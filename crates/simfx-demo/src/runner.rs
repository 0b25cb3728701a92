#![forbid(unsafe_code)]

//! Event loops: the interactive terminal loop and the headless virtual-time run.

use std::time::Duration;

use simfx_core::config::ShowcaseConfig;
use simfx_runtime::clock::{Clock, ManualClock, SystemClock};
use simfx_runtime::subscription::{Every, Subscription, SubscriptionManager};

use crate::app::{App, Msg};
use crate::cli::Opts;
use crate::error::DemoError;
use crate::input::InputSubscription;
use crate::terminal::TerminalSession;

/// Virtual run length when `--headless` is given without `--exit-after-ms`.
pub const HEADLESS_DEFAULT_MS: u64 = 5_000;

const HEADLESS_WIDTH: u16 = 96;
const HEADLESS_HEIGHT: u16 = 40;

/// Step a fresh app through virtual time and return the whole page.
pub fn run_headless(
    config: ShowcaseConfig,
    seed: u64,
    opts: &Opts,
) -> Result<Vec<String>, DemoError> {
    let mut app = App::new(config, seed, HEADLESS_WIDTH, HEADLESS_HEIGHT)?;
    let clock = ManualClock::new();
    let frame = Duration::from_millis(opts.frame_ms);
    let total = Duration::from_millis(if opts.exit_after_ms == 0 {
        HEADLESS_DEFAULT_MS
    } else {
        opts.exit_after_ms
    });

    app.tick(&clock);
    let mut fired = 0;
    while clock.now() < total {
        clock.advance(frame.min(total - clock.now()));
        fired += app.tick(&clock);
    }
    tracing::info!(
        elapsed_ms = total.as_millis() as u64,
        transitions = fired,
        "headless run finished"
    );

    let screen = app.view();
    let (page, _) = app.page();
    let mut out = Vec::with_capacity(page.len() + 1);
    out.push(screen.header);
    out.extend(page);
    Ok(out)
}

/// Drive the app against the real terminal until quit or exit-after.
pub fn run_terminal(config: ShowcaseConfig, seed: u64, opts: &Opts) -> Result<(), DemoError> {
    let (width, height) = crossterm::terminal::size()?;
    let mut app = App::new(config, seed, width, height)?;
    let clock = SystemClock::new();
    let frame = Duration::from_millis(opts.frame_ms);
    let exit_after = (opts.exit_after_ms > 0).then(|| Duration::from_millis(opts.exit_after_ms));

    let mut subs = SubscriptionManager::new();
    let mut active: Vec<Box<dyn Subscription<Msg>>> = Vec::with_capacity(2);
    active.push(Box::new(InputSubscription));
    active.push(Box::new(Every::new(frame, || Msg::Tick)));
    subs.reconcile(active);

    let mut session = TerminalSession::enter()?;
    app.tick(&clock);
    session.draw(&app.view())?;

    loop {
        let Some(first) = subs.recv_timeout(frame) else {
            continue;
        };
        let mut tick = false;
        for msg in std::iter::once(first).chain(subs.drain_messages()) {
            match msg {
                Msg::Tick => tick = true,
                other => app.update(other),
            }
        }
        if tick {
            app.tick(&clock);
        }
        if app.should_quit() || exit_after.is_some_and(|limit| clock.now() >= limit) {
            break;
        }
        session.draw(&app.view())?;
    }

    subs.stop_all();
    drop(session);
    tracing::info!(elapsed_ms = clock.now().as_millis() as u64, "showcase closed");
    Ok(())
}

#[cfg(test)]
mod tests {
    use super::*;

    #[test]
    fn headless_run_prints_every_section() {
        let opts = Opts {
            exit_after_ms: 2_000,
            ..Opts::default()
        };
        let lines = run_headless(ShowcaseConfig::default(), 3, &opts).unwrap();
        assert!(lines[0].contains("simfx"));
        let titles = [
            "Ask anything",
            "Market Intelligence",
            "Parameter Tuning",
            "Risk Analysis",
            "Data Sources",
            "Monte-Carlo Run",
            "How It Works",
        ];
        for title in titles {
            assert!(lines.iter().any(|l| l.contains(title)), "{title} missing");
        }
    }

    #[test]
    fn headless_run_is_deterministic_per_seed() {
        let opts = Opts::default();
        let a = run_headless(ShowcaseConfig::default(), 11, &opts).unwrap();
        let b = run_headless(ShowcaseConfig::default(), 11, &opts).unwrap();
        assert_eq!(a, b);
    }
}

::::

Give an exact copy of the lines above from the line with "the whole page." up to and including the line with "let mut active: Vec<Box<dyn", and leave everything else out.

:: Solution ::
/// Step a fresh app through virtual time and return the whole page.
pub fn run_headless(
    config: ShowcaseConfig,
    seed: u64,
    opts: &Opts,
) -> Result<Vec<String>, DemoError> {
    let mut app = App::new(config, seed, HEADLESS_WIDTH, HEADLESS_HEIGHT)?;
    let clock = ManualClock::new();
    let frame = Duration::from_millis(opts.frame_ms);
    let total = Duration::from_millis(if opts.exit_after_ms == 0 {
        HEADLESS_DEFAULT_MS
    } else {
        opts.exit_after_ms
    });

    app.tick(&clock);
    let mut fired = 0;
    while clock.now() < total {
        clock.advance(frame.min(total - clock.now()));
        fired += app.tick(&clock);
    }
    tracing::info!(
        elapsed_ms = total.as_millis() as u64,
        transitions = fired,
        "headless run finished"
    );

    let screen = app.view();
    let (page, _) = app.page();
    let mut out = Vec::with_capacity(page.len() + 1);
    out.push(screen.header);
    out.extend(page);
    Ok(out)
}

/// Drive the app against the real terminal until quit or exit-after.
pub fn run_terminal(config: ShowcaseConfig, seed: u64, opts: &Opts) -> Result<(), DemoError> {
    let (width, height) = crossterm::terminal::size()?;
    let mut app = App::new(config, seed, width, height)?;
    let clock = SystemClock::new();
    let frame = Duration::from_millis(opts.frame_ms);
    let exit_after = (opts.exit_after_ms > 0).then(|| Duration::from_millis(opts.exit_after_ms));

    let mut subs = SubscriptionManager::new();
    let mut active: Vec<Box<dyn Subscription<Msg>>> = Vec::with_capacity(2);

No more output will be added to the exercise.